Saying "no ad is acceptable" is just so out of reality it's not even funny.

I do use Ublock and I do deactivate it for sites I think are worthy.

------
ryporter
There are no acceptable subscription fees. Why should any of us put up with
paying for content when we have no interest in giving away our money?

------
p4wnc6
I dislike nearly all ads and want the ability to block any ads I dislike.

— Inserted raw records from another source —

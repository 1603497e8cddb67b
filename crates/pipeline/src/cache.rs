//! The routine cache: bounded, least-recently-used, and at-most-one
//! compilation per fingerprint even under concurrent lookups. Workers for
//! different fingerprints never wait on each other; only the map itself is
//! briefly locked.

use crate::state::Fingerprint;
use lanewise_core::{Error, FastHashMap};
use std::sync::atomic::{AtomicU64, Ordering};
use std::sync::{Arc, Mutex, OnceLock};

type Cell<T> = Arc<OnceLock<Result<Arc<T>, Error>>>;

struct Entry<T> {
    key: Fingerprint,
    cell: Cell<T>,
    last_use: u64,
}

pub struct RoutineCache<T> {
    capacity: usize,
    clock: AtomicU64,
    entries: Mutex<FastHashMap<u64, Entry<T>>>,
}

impl<T> RoutineCache<T> {
    pub fn new(capacity: usize) -> Self {
        Self {
            capacity: capacity.max(1),
            clock: AtomicU64::new(0),
            entries: Mutex::new(FastHashMap::default()),
        }
    }

    /// Fetch the routine for `key`, compiling it with `compile` if this is
    /// the first time the fingerprint is seen (or it was evicted). When
    /// several threads race on the same fingerprint, exactly one runs
    /// `compile`; the rest block on its cell and share the result. Failed
    /// compiles are memoized too: a broken shader is broken every time.
    pub fn get_or_compile(
        &self,
        key: &Fingerprint,
        compile: impl FnOnce() -> Result<T, Error>,
    ) -> Result<Arc<T>, Error> {
        let cell = {
            let mut entries = self.entries.lock().expect("routine cache poisoned");
            let now = self.clock.fetch_add(1, Ordering::Relaxed) + 1;
            if let Some(entry) = entries.get_mut(&key.hash64()) {
                // a matching hash with a different key would hand a draw
                // the wrong routine; that is an internal-consistency
                // failure, not a recoverable condition
                assert!(
                    entry.key == *key,
                    "fingerprint hash collision: {:?} vs {:?}",
                    entry.key,
                    key
                );
                entry.last_use = now;
                entry.cell.clone()
            } else {
                if entries.len() >= self.capacity {
                    Self::evict(&mut entries);
                }
                let cell: Cell<T> = Arc::new(OnceLock::new());
                entries.insert(
                    key.hash64(),
                    Entry {
                        key: *key,
                        cell: cell.clone(),
                        last_use: now,
                    },
                );
                cell
            }
            // the map unlocks here, before any compilation runs
        };

        cell.get_or_init(|| compile().map(Arc::new)).clone()
    }

    /// Drop the entry with the oldest use stamp.
    fn evict(entries: &mut FastHashMap<u64, Entry<T>>) {
        if let Some(oldest) = entries
            .iter()
            .min_by_key(|(_, entry)| entry.last_use)
            .map(|(hash, _)| *hash)
        {
            entries.remove(&oldest);
        }
    }

    pub fn len(&self) -> usize {
        self.entries.lock().expect("routine cache poisoned").len()
    }

    pub fn is_empty(&self) -> bool {
        self.len() == 0
    }
}
//! The device: shader registry, descriptor layouts, the routine cache and
//! the worker pool, tied together by `draw`.

use crate::cache::RoutineCache;
use crate::dispatch::{dispatch_batches, LaneBatch};
use crate::state::{Fingerprint, PipelineState};
use crate::util::ThreadPool;
use bumpalo::Bump;
use lanewise_core::{Error, Shader};
use lanewise_exec::{DescriptorLayout, Routine};
use slotmap::{DefaultKey, Key, KeyData, SlotMap};
use std::sync::Arc;

/// Opaque handle to a registered shader.
#[derive(Clone, Copy, Debug, PartialEq, Eq, Hash)]
pub struct ShaderHandle(u64);

/// Default bound on resident compiled routines.
pub const DEFAULT_CACHE_CAPACITY: usize = 1024;

pub struct Device {
    shaders: SlotMap<DefaultKey, Arc<Shader>>,
    layouts: Vec<DescriptorLayout>,
    cache: RoutineCache<Routine>,
    pool: ThreadPool,
    arena: Bump,
}

impl Device {
    pub fn new() -> Self {
        Self::with_config(ThreadPool::new(), DEFAULT_CACHE_CAPACITY)
    }

    pub fn with_config(pool: ThreadPool, cache_capacity: usize) -> Self {
        Self {
            shaders: SlotMap::new(),
            // layout id 0 is the empty layout, for pipelines without
            // descriptors
            layouts: vec![DescriptorLayout::empty()],
            cache: RoutineCache::new(cache_capacity),
            pool,
            arena: Bump::new(),
        }
    }

    /// Analyze a binary module and register it. The heavy per-state
    /// specialization happens lazily at first draw, through the cache.
    pub fn create_shader(&mut self, words: impl Into<Box<[u32]>>) -> Result<ShaderHandle, Error> {
        let shader = Arc::new(Shader::parse(words)?);
        let key = self.shaders.insert(shader);
        Ok(ShaderHandle(key.data().as_ffi()))
    }

    pub fn delete_shader(&mut self, handle: ShaderHandle) -> bool {
        self.shaders
            .remove(KeyData::from_ffi(handle.0).into())
            .is_some()
    }

    pub fn shader(&self, handle: ShaderHandle) -> &Arc<Shader> {
        self.shaders
            .get(KeyData::from_ffi(handle.0).into())
            .expect("unknown shader handle")
    }

    /// Register a descriptor layout; the returned id goes into
    /// [`PipelineState::descriptor_layout`].
    pub fn create_layout(&mut self, layout: DescriptorLayout) -> u32 {
        self.layouts.push(layout);
        (self.layouts.len() - 1) as u32
    }

    pub fn cached_routines(&self) -> usize {
        self.cache.len()
    }

    /// Execute one draw or dispatch: fetch (or compile) the routine for
    /// this shader and pipeline state, then fan the batches out across the
    /// worker pool.
    pub fn draw(
        &mut self,
        handle: ShaderHandle,
        state: &PipelineState,
        descriptor_sets: &[&[u32]],
        batches: &mut [LaneBatch],
    ) -> Result<(), Error> {
        let shader = self
            .shaders
            .get(KeyData::from_ffi(handle.0).into())
            .expect("unknown shader handle")
            .clone();
        let layout = self
            .layouts
            .get(state.descriptor_layout as usize)
            .expect("unknown descriptor layout");

        let fingerprint = Fingerprint::new(shader.serial(), state);
        let routine = self
            .cache
            .get_or_compile(&fingerprint, || Routine::compile(shader, layout))?;

        let result = dispatch_batches(
            &mut self.pool,
            &self.arena,
            &routine,
            descriptor_sets,
            batches,
        );
        self.arena.reset();
        result
    }
}

impl Default for Device {
    fn default() -> Self {
        Self::new()
    }
}
use super::{Decorations, Object, ObjectId, Type, TypeId};
use crate::{Error, FastHashMap, Insn, Module};
use spirv::Op;

/// 32 locations of 4 components each; a slot index is
/// `(location << 2) | component`.
pub const MAX_INTERFACE_SLOTS: usize = 32 * 4;

/// Scalar category of one interface component.
#[derive(Clone, Copy, PartialEq, Eq, Debug, Default)]
pub enum AttribType {
    Float,
    Int,
    Uint,
    #[default]
    Unused,
}

/// One scalar slot of the user-defined input or output interface.
#[derive(Clone, Copy, Debug, Default)]
pub struct InterfaceSlot {
    pub ty: AttribType,
    pub flat: bool,
    pub no_perspective: bool,
    pub centroid: bool,
}

/// Where a builtin lives inside its variable's backing storage.
#[derive(Clone, Copy, Debug)]
pub struct BuiltinSlice {
    pub object: ObjectId,
    pub component_offset: u32,
    pub size_in_components: u32,
}

/// Flat slot index for a (location, component) pair.
pub fn slot_index(location: i32, component: u32) -> i32 {
    (location << 2) | component as i32
}

/// Read-only view over the analysis tables. Both the analysis pass (while
/// the tables are still growing) and the finished shader walk interfaces
/// through this, so the structural visit is a single implementation.
pub(crate) struct Tables<'a> {
    pub module: &'a Module,
    pub types: &'a FastHashMap<TypeId, Type>,
    pub objects: &'a FastHashMap<ObjectId, Object>,
    pub decorations: &'a FastHashMap<u32, Decorations>,
    pub member_decorations: &'a FastHashMap<TypeId, Vec<Decorations>>,
}

impl<'a> Tables<'a> {
    pub fn ty(&self, id: TypeId) -> Result<&'a Type, Error> {
        self.types.get(&id).ok_or(Error::ForwardReference { id: id.0 })
    }

    pub fn object(&self, id: ObjectId) -> Result<&'a Object, Error> {
        self.objects.get(&id).ok_or(Error::ForwardReference { id: id.0 })
    }

    pub fn def(&self, offset: usize) -> Result<Insn<'a>, Error> {
        self.module.insn_at(offset)
    }

    /// Resolve an id that must name an already-defined integer constant.
    pub fn constant_u32(&self, id: ObjectId) -> Result<u32, Error> {
        let object = self.object(id)?;
        let scalar = self.ty(object.ty)?;
        match (scalar.opcode, object.constant_words()) {
            (Op::TypeInt, Some(words)) if !words.is_empty() => Ok(words[0]),
            _ => Err(Error::WrongIdKind {
                id: id.0,
                expected: "integer constant",
            }),
        }
    }

    pub fn apply_decorations(&self, d: &mut Decorations, id: u32) -> Result<(), Error> {
        if let Some(src) = self.decorations.get(&id) {
            d.merge(id, src)?;
        }
        Ok(())
    }

    pub fn apply_member_decorations(
        &self,
        d: &mut Decorations,
        id: TypeId,
        member: u32,
    ) -> Result<(), Error> {
        if let Some(members) = self.member_decorations.get(&id) {
            if let Some(src) = members.get(member as usize) {
                d.merge(id.0, src)?;
            }
        }
        Ok(())
    }

    /// Walk a variable's type tree, calling `f` once per scalar component
    /// with the effective decoration set. Components without explicit
    /// Location/Component decorations are assigned sequentially; the
    /// assignment is deterministic because decoration snapshots flow down
    /// and across siblings, never back up.
    pub fn visit_interface(
        &self,
        id: ObjectId,
        f: &mut dyn FnMut(&Decorations, AttribType) -> Result<(), Error>,
    ) -> Result<(), Error> {
        let object = self.object(id)?;
        let def = self.def(object.def)?;
        if def.opcode() != Op::Variable {
            return Err(Error::WrongIdKind {
                id: id.0,
                expected: "interface variable",
            });
        }
        let mut d = Decorations::default();
        self.apply_decorations(&mut d, id.0)?;
        d.component = Some(d.component.unwrap_or(0));
        self.visit_interface_inner(TypeId(def.word(1)?), d, f)?;
        Ok(())
    }

    fn visit_interface_inner(
        &self,
        id: TypeId,
        mut d: Decorations,
        f: &mut dyn FnMut(&Decorations, AttribType) -> Result<(), Error>,
    ) -> Result<Option<i32>, Error> {
        self.apply_decorations(&mut d, id.0)?;

        let ty = self.ty(id)?;
        let def = self.def(ty.def)?;
        let next = |loc: Option<i32>| loc.map(|l| l + 1);

        match ty.opcode {
            Op::TypePointer => self.visit_interface_inner(TypeId(def.word(3)?), d, f),
            Op::TypeMatrix => {
                // each column consumes the same components of one location
                for _ in 0..def.word(3)? {
                    self.visit_interface_inner(TypeId(def.word(2)?), d, f)?;
                    d.location = next(d.location);
                }
                Ok(d.location)
            }
            Op::TypeVector => {
                // consecutive components of a single location
                for _ in 0..def.word(3)? {
                    self.visit_interface_inner(TypeId(def.word(2)?), d, f)?;
                    d.component = Some(d.component.unwrap_or(0) + 1);
                }
                Ok(next(d.location))
            }
            Op::TypeFloat => {
                f(&d, AttribType::Float)?;
                Ok(next(d.location))
            }
            Op::TypeInt => {
                let signed = def.word(3)? != 0;
                f(&d, if signed { AttribType::Int } else { AttribType::Uint })?;
                Ok(next(d.location))
            }
            Op::TypeBool => {
                f(&d, AttribType::Uint)?;
                Ok(next(d.location))
            }
            Op::TypeStruct => {
                // member decorations stack on the inherited set and carry
                // across to later siblings
                for i in 0..def.word_count() - 2 {
                    self.apply_member_decorations(&mut d, id, i)?;
                    d.location = self.visit_interface_inner(TypeId(def.word(2 + i)?), d, f)?;
                    // implicit locations restart at component zero
                    d.component = Some(0);
                }
                Ok(d.location)
            }
            Op::TypeArray => {
                let len_id = def.word(3)?;
                let len = self
                    .constant_u32(ObjectId(len_id))
                    .map_err(|_| Error::BadArrayLength { id: len_id })?;
                for _ in 0..len {
                    d.location = self.visit_interface_inner(TypeId(def.word(2)?), d, f)?;
                }
                Ok(d.location)
            }
            _ => Ok(d.location),
        }
    }
}
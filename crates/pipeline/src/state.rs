//! Fixed-function pipeline state and the cache fingerprint built from it.
//! Everything that changes generated code belongs in [`PipelineState`]; two
//! draws with equal fingerprints are guaranteed to share a routine.

use std::hash::{Hash, Hasher};

pub const MAX_ATTACHMENTS: usize = 4;

#[derive(Clone, Copy, Debug, Default, PartialEq, Eq, Hash)]
pub enum AttachmentFormat {
    #[default]
    Rgba8,
    Bgra8,
    Rgba16f,
    Rgba32f,
    R32ui,
    Unused,
}

#[derive(Clone, Copy, Debug, Default, PartialEq, Eq, Hash)]
pub enum CompareOp {
    Never,
    Less,
    Equal,
    LessOrEqual,
    Greater,
    NotEqual,
    GreaterOrEqual,
    #[default]
    Always,
}

#[derive(Clone, Copy, Debug, Default, PartialEq, Eq, Hash)]
pub enum BlendFactor {
    Zero,
    #[default]
    One,
    SrcAlpha,
    OneMinusSrcAlpha,
    DstAlpha,
    OneMinusDstAlpha,
}

#[derive(Clone, Copy, Debug, Default, PartialEq, Eq, Hash)]
pub enum BlendOp {
    #[default]
    Add,
    Subtract,
    ReverseSubtract,
    Min,
    Max,
}

#[derive(Clone, Copy, Debug, Default, PartialEq, Eq, Hash)]
pub struct BlendState {
    pub enable: bool,
    pub src: BlendFactor,
    pub dst: BlendFactor,
    pub op: BlendOp,
}

#[derive(Clone, Copy, Debug, Default, PartialEq, Eq, Hash)]
pub struct DepthState {
    pub test: bool,
    pub write: bool,
    pub compare: CompareOp,
}

#[derive(Clone, Copy, Debug, Default, PartialEq, Eq, Hash)]
pub struct StencilState {
    pub test: bool,
    pub compare: CompareOp,
    pub reference: u32,
    pub read_mask: u32,
    pub write_mask: u32,
}

/// The fixed-function state a routine is specialized against.
#[derive(Clone, Copy, Debug, PartialEq, Eq, Hash)]
pub struct PipelineState {
    pub blend: BlendState,
    pub depth: DepthState,
    pub stencil: StencilState,
    pub attachments: [AttachmentFormat; MAX_ATTACHMENTS],
    pub sample_count: u32,
    pub descriptor_layout: u32,
}

impl Default for PipelineState {
    fn default() -> Self {
        Self {
            blend: BlendState::default(),
            depth: DepthState::default(),
            stencil: StencilState::default(),
            attachments: [AttachmentFormat::default(); MAX_ATTACHMENTS],
            sample_count: 1,
            descriptor_layout: 0,
        }
    }
}

/// Value-equality cache key: shader identity plus the full pipeline state,
/// with the hash precomputed once. Equal hashes with unequal keys are
/// possible in principle, which is why the cache always compares the full
/// key as well.
#[derive(Clone, Copy, Debug)]
pub struct Fingerprint {
    shader_serial: u32,
    state: PipelineState,
    hash: u64,
}

impl Fingerprint {
    pub fn new(shader_serial: u32, state: &PipelineState) -> Self {
        let mut hasher = std::collections::hash_map::DefaultHasher::new();
        shader_serial.hash(&mut hasher);
        state.hash(&mut hasher);
        Self {
            shader_serial,
            state: *state,
            hash: hasher.finish(),
        }
    }

    pub fn hash64(&self) -> u64 {
        self.hash
    }

    pub fn shader_serial(&self) -> u32 {
        self.shader_serial
    }
}

impl PartialEq for Fingerprint {
    fn eq(&self, other: &Self) -> bool {
        self.shader_serial == other.shader_serial && self.state == other.state
    }
}

impl Eq for Fingerprint {}

#[cfg(test)]
mod tests {
    use super::*;

    #[test]
    fn any_state_change_changes_the_fingerprint() {
        let base = PipelineState::default();
        let a = Fingerprint::new(1, &base);

        let mut blend = base;
        blend.blend.enable = true;
        let mut depth = base;
        depth.depth.compare = CompareOp::Less;
        let mut samples = base;
        samples.sample_count = 4;
        let mut layout = base;
        layout.descriptor_layout = 3;

        for other in [
            Fingerprint::new(2, &base),
            Fingerprint::new(1, &blend),
            Fingerprint::new(1, &depth),
            Fingerprint::new(1, &samples),
            Fingerprint::new(1, &layout),
        ] {
            assert_ne!(a, other);
        }

        assert_eq!(a, Fingerprint::new(1, &base));
        assert_eq!(a.hash64(), Fingerprint::new(1, &base).hash64());
    }
}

But the fundamental question is: without advertising, how do you learn about
products you might want to buy? Ad-funded search is not a good answer, and in
the limit, proprietary search result ordering would be just another type of
advertising.

Word of mouth is slow and unreliable, especially if you are looking for
unusual things or if your preferences are often unusual compared with the
people you ask for reviews.

The only thing I dislike more than ads is social media, so that's not an
option.

When I personally bear a higher cost conducting a product search to fit my
needs than the costs of viewing ads, then ads _are_ better and they do add
value.

This is not a heroic defense of the abject shit ads that litter the internet,
the rampant malware or tracking, the creepy attempts at unnecessarily specific
personalization, or content creators selling out.

But it's also not reasonable to say the Platonic idea of an ad is
intrinsically unethical or intrinsically cost-ineffective.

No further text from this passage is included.